■ **PROBLEM TO SOLVE**
Among the entries below, find the line with "let (status, after_status)", then quote it and each following line up to and including the line with "if depth != 0", and nothing else.

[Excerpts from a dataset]
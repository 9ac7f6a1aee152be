//! Minimal response-line tokenizer.
//!
//! Literal `{n}` bodies are assumed already spliced into the line as a
//! quoted string by the transport's line reader (the network I/O layer is
//! itself out of scope per spec §1; it owns reading exactly `n` bytes off
//! the socket and handing this tokenizer a single logical line).

use super::arg::ImapArg;

#[derive(Debug, Clone, PartialEq, Eq)]
pub enum Tag {
    Untagged,
    Continuation,
    Tagged(String),
}

#[derive(Debug, Clone, Copy, PartialEq, Eq)]
pub enum Status {
    Ok,
    No,
    Bad,
    PreAuth,
    Bye,
}

#[derive(Debug, Clone, PartialEq, Eq)]
pub struct ResponseLine {
    pub tag: Tag,
    pub status: Option<Status>,
    pub args: Vec<ImapArg>,
}

/// Parse one logical IMAP response line into a tag plus its argument tree.
///
/// # Errors
/// Returns `Err` with a description if the line has no tag/sigil, or if a
/// parenthesized list or quoted string is left unterminated.
pub fn parse_response_line(line: &str) -> Result<ResponseLine, String> {
    let line = line.trim_end_matches(['\r', '\n']);
    let mut chars = line.char_indices().peekable();

    let (tag, rest_start) = match chars.peek() {
        Some((_, '*')) => {
            chars.next();
            (Tag::Untagged, skip_ws(line, 1))
        }
        Some((_, '+')) => {
            chars.next();
            (Tag::Continuation, skip_ws(line, 1))
        }
        Some(_) => {
            let end = line.find(' ').ok_or("missing tag terminator")?;
            (Tag::Tagged(line[..end].to_string()), skip_ws(line, end))
        }
        None => return Err("empty response line".to_string()),
    };

    let rest = &line[rest_start..];
    let (status, after_status) = parse_status(rest);
    let args = parse_args(after_status)?;

    Ok(ResponseLine { tag, status, args })
}

fn skip_ws(line: &str, from: usize) -> usize {
    line[from..]
        .char_indices()
        .find(|(_, c)| *c != ' ')
        .map_or(line.len(), |(i, _)| from + i)
}

fn parse_status(rest: &str) -> (Option<Status>, &str) {
    let word_end = rest.find(' ').unwrap_or(rest.len());
    let word = &rest[..word_end];
    let status = match word.to_ascii_uppercase().as_str() {
        "OK" => Some(Status::Ok),
        "NO" => Some(Status::No),
        "BAD" => Some(Status::Bad),
        "PREAUTH" => Some(Status::PreAuth),
        "BYE" => Some(Status::Bye),
        _ => None,
    };
    match status {
        Some(s) => (Some(s), rest[word_end..].trim_start_matches(' ')),
        None => (None, rest),
    }
}

fn parse_args(mut input: &str) -> Result<Vec<ImapArg>, String> {
    let mut out = Vec::new();
    loop {
        input = input.trim_start_matches(' ');
        if input.is_empty() {
            break;
        }
        let (arg, remainder) = parse_one(input)?;
        out.push(arg);
        input = remainder;
    }
    Ok(out)
}

fn parse_one(input: &str) -> Result<(ImapArg, &str), String> {
    let mut chars = input.chars();
    match chars.next() {
        Some('(') => {
            let mut depth = 1usize;
            let mut idx = 1;
            let bytes = input.as_bytes();
            while idx < bytes.len() && depth > 0 {
                match bytes[idx] {
                    b'(' => depth += 1,
                    b')' => depth -= 1,
                    _ => {}
                }
                idx += 1;
            }
            if depth != 0 {
                return Err("unterminated list".to_string());
            }
            let inner = &input[1..idx - 1];
            let items = parse_args(inner)?;
            Ok((ImapArg::List(items), &input[idx..]))
        }
        Some('"') => {
            let mut idx = 1;
            let bytes = input.as_bytes();
            let mut escaped = false;
            let mut content = String::new();
            loop {
                if idx >= bytes.len() {
                    return Err("unterminated string".to_string());
                }
                let c = bytes[idx] as char;
                if escaped {
                    content.push(c);
                    escaped = false;
                } else if c == '\\' {
                    escaped = true;
                } else if c == '"' {
                    idx += 1;
                    break;
                } else {
                    content.push(c);
                }
                idx += 1;
            }
            Ok((ImapArg::Str(content), &input[idx..]))
        }
        Some(_) => {
            let end = input
                .find(|c: char| c == ' ' || c == '(' || c == ')')
                .unwrap_or(input.len());
            let token = &input[..end];
            let arg = if token.eq_ignore_ascii_case("NIL") {
                ImapArg::Nil
            } else {
                ImapArg::Atom(token.to_string())
            };
            Ok((arg, &input[end..]))
        }
        None => Err("expected argument".to_string()),
    }
}
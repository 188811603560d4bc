//! Contract checks for the lock's caller preconditions.
//!
//! The lock's preconditions (release only by the holder, privileged
//! entry only from the render queue) are contracts between the two
//! legitimate callers, not runtime errors, so violations are handled
//! by a build-time policy rather than by error values:
//!
//! - Debug builds panic at the violation site.
//! - Release builds with the `contract-log` feature report the
//!   violation through [`log`] and continue.
//! - Plain release builds trust the caller and check nothing.
//!
//! Exactly one policy module is selected here; lock logic calls
//! [`contract`] unconditionally.

#[cfg(debug_assertions)]
mod panicking {
    #[track_caller]
    pub fn contract(ok: bool, what: &str) {
        assert!(ok, "render mutex contract violated: {what}");
    }
}

#[cfg(all(not(debug_assertions), feature = "contract-log"))]
mod logging {
    pub fn contract(ok: bool, what: &str) {
        if !ok {
            log::error!("render mutex contract violated: {what}");
        }
    }
}

#[cfg(all(not(debug_assertions), not(feature = "contract-log")))]
mod silent {
    pub fn contract(_ok: bool, _what: &str) {}
}

#[cfg(debug_assertions)]
use panicking as chosen;

#[cfg(all(not(debug_assertions), feature = "contract-log"))]
use logging as chosen;

#[cfg(all(not(debug_assertions), not(feature = "contract-log")))]
use silent as chosen;

pub(crate) use chosen::contract;
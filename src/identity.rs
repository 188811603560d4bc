//! Opaque, comparable thread identities.
//!
//! The lock never inspects OS thread ids directly; reentrancy
//! detection compares [`ThreadToken`]s, which are process-unique
//! non-zero integers handed out lazily, one per thread. The non-zero
//! representation lets the lock pack "owner or none" into a single
//! atomic word.

use std::num::NonZeroU64;
use std::sync::atomic::{AtomicU64, Ordering};

/// The identity of a thread, unique within the process.
#[derive(Debug, Copy, Clone, PartialEq, Eq, Hash)]
pub struct ThreadToken(NonZeroU64);

impl ThreadToken {
    /// The raw word stored in the lock's atomic owner cells.
    pub(crate) fn to_raw(self) -> u64 {
        self.0.get()
    }
}

/// Tokens start at 1 so that 0 can mean "no thread".
static NEXT_TOKEN: AtomicU64 = AtomicU64::new(1);

thread_local! {
    static CURRENT: ThreadToken = {
        let raw = NEXT_TOKEN.fetch_add(1, Ordering::Relaxed);
        ThreadToken(NonZeroU64::new(raw).unwrap())
    };
}

/// Returns the calling thread's token, allocating it on first use.
pub fn current() -> ThreadToken {
    CURRENT.with(|token| *token)
}

#[test]
fn tokens_are_stable_and_distinct() {
    let here = current();
    assert_eq!(here, current());

    let there = std::thread::spawn(current).join().unwrap();
    assert_ne!(here, there);
}
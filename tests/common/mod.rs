//! Shared helpers for the integration tests.

use log::{Level, LevelFilter, Log, Metadata, Record};
use std::sync::{Arc, Mutex, Once};

use render_mutex::{Executor, RenderMutex, ThreadExecutor};

/// A `log` backend that keeps warnings in memory so tests can assert
/// on the lock's skip-and-warn behavior.
struct CaptureLogger {
    records: Mutex<Vec<String>>,
}

impl Log for CaptureLogger {
    fn enabled(&self, metadata: &Metadata) -> bool {
        metadata.level() <= Level::Warn
    }

    fn log(&self, record: &Record) {
        if self.enabled(record.metadata()) {
            self.records
                .lock()
                .unwrap()
                .push(record.args().to_string());
        }
    }

    fn flush(&self) {}
}

static LOGGER: CaptureLogger = CaptureLogger {
    records: Mutex::new(Vec::new()),
};

/// Installs the capture logger. Safe to call from every test; only
/// the first call does anything.
pub fn init_logging() {
    static INIT: Once = Once::new();
    INIT.call_once(|| {
        log::set_logger(&LOGGER).unwrap();
        log::set_max_level(LevelFilter::Warn);
    });
}

/// All warnings captured so far, across the whole test binary.
pub fn warnings() -> Vec<String> {
    LOGGER.records.lock().unwrap().clone()
}

/// A mutex wired to a fresh main queue, plus the queue itself.
pub fn mutex_with_main_queue() -> (Arc<RenderMutex>, Arc<ThreadExecutor>) {
    init_logging();
    let main_queue = Arc::new(ThreadExecutor::new("main"));
    let mutex = Arc::new(RenderMutex::new(
        Arc::clone(&main_queue) as Arc<dyn Executor>,
        None,
    ));
    (mutex, main_queue)
}
/*! A thread-affine reentrant lock for native-to-script bridges.
 *
 *  This crate implements the mutual exclusion used between a render
 *  thread and every other thread of an application that forwards
 *  native callbacks into an interpreted scripting runtime. Plain
 *  mutexes deadlock here for two reasons: native callbacks can
 *  re-enter the runtime on a thread that already holds the lock
 *  (native -> script -> native -> script), and the render thread
 *  sometimes has to synchronize with the main thread while logically
 *  still inside a protected region.
 *
 *  [`RenderMutex`] encodes exactly those call patterns:
 *
 *  - Non-render threads take the lock from native callbacks before
 *    running script callback code.
 *  - While the render thread is executing, it holds the lock to keep
 *    native callbacks from synchronizing with it.
 *  - When the render thread must synchronize with the main thread
 *    (e.g. reading back an image), it first releases the lock. This
 *    lets the main thread drain a pending callback (possibly running
 *    script code on the main thread itself) before servicing the
 *    render thread's request.
 *
 *  The lock is not a general-purpose reentrant mutex. It recognizes
 *  one privileged thread (the render thread), one auxiliary executor
 *  (the main queue, see [`Executor`]), and the documented re-entry
 *  patterns of the bridge, and nothing else. In particular,
 *  [`RenderMutex::run_from_render_thread_on`] can dispatch to the
 *  main queue *while still holding the lock* when called from a
 *  re-entrant chain; that is an accepted hazard of the bridge's call
 *  patterns, not a guarantee the lock makes. See the method docs.
 */

#![warn(
    trivial_casts,
    trivial_numeric_casts,
    unsafe_op_in_unsafe_fn,
    unused_extern_crates,
    unused_qualifications
)]

mod checks;
pub mod dispatch;
pub mod identity;
mod mutex;

pub use dispatch::{Executor, ExecutorId, Task, ThreadExecutor};
pub use identity::ThreadToken;
pub use mutex::{poll_interval, set_poll_interval, RenderMutex};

■ **RESPONSE AREA**
    let (status, after_status) = parse_status(rest);
    let args = parse_args(after_status)?;

    Ok(ResponseLine { tag, status, args })
}

fn skip_ws(line: &str, from: usize) -> usize {
    line[from..]
        .char_indices()
        .find(|(_, c)| *c != ' ')
        .map_or(line.len(), |(i, _)| from + i)
}

fn parse_status(rest: &str) -> (Option<Status>, &str) {
    let word_end = rest.find(' ').unwrap_or(rest.len());
    let word = &rest[..word_end];
    let status = match word.to_ascii_uppercase().as_str() {
        "OK" => Some(Status::Ok),
        "NO" => Some(Status::No),
        "BAD" => Some(Status::Bad),
        "PREAUTH" => Some(Status::PreAuth),
        "BYE" => Some(Status::Bye),
        _ => None,
    };
    match status {
        Some(s) => (Some(s), rest[word_end..].trim_start_matches(' ')),
        None => (None, rest),
    }
}

fn parse_args(mut input: &str) -> Result<Vec<ImapArg>, String> {
    let mut out = Vec::new();
    loop {
        input = input.trim_start_matches(' ');
        if input.is_empty() {
            break;
        }
        let (arg, remainder) = parse_one(input)?;
        out.push(arg);
        input = remainder;
    }
    Ok(out)
}

fn parse_one(input: &str) -> Result<(ImapArg, &str), String> {
    let mut chars = input.chars();
    match chars.next() {
        Some('(') => {
            let mut depth = 1usize;
            let mut idx = 1;
            let bytes = input.as_bytes();
            while idx < bytes.len() && depth > 0 {
                match bytes[idx] {
                    b'(' => depth += 1,
                    b')' => depth -= 1,
                    _ => {}
                }
                idx += 1;
            }
            if depth != 0 {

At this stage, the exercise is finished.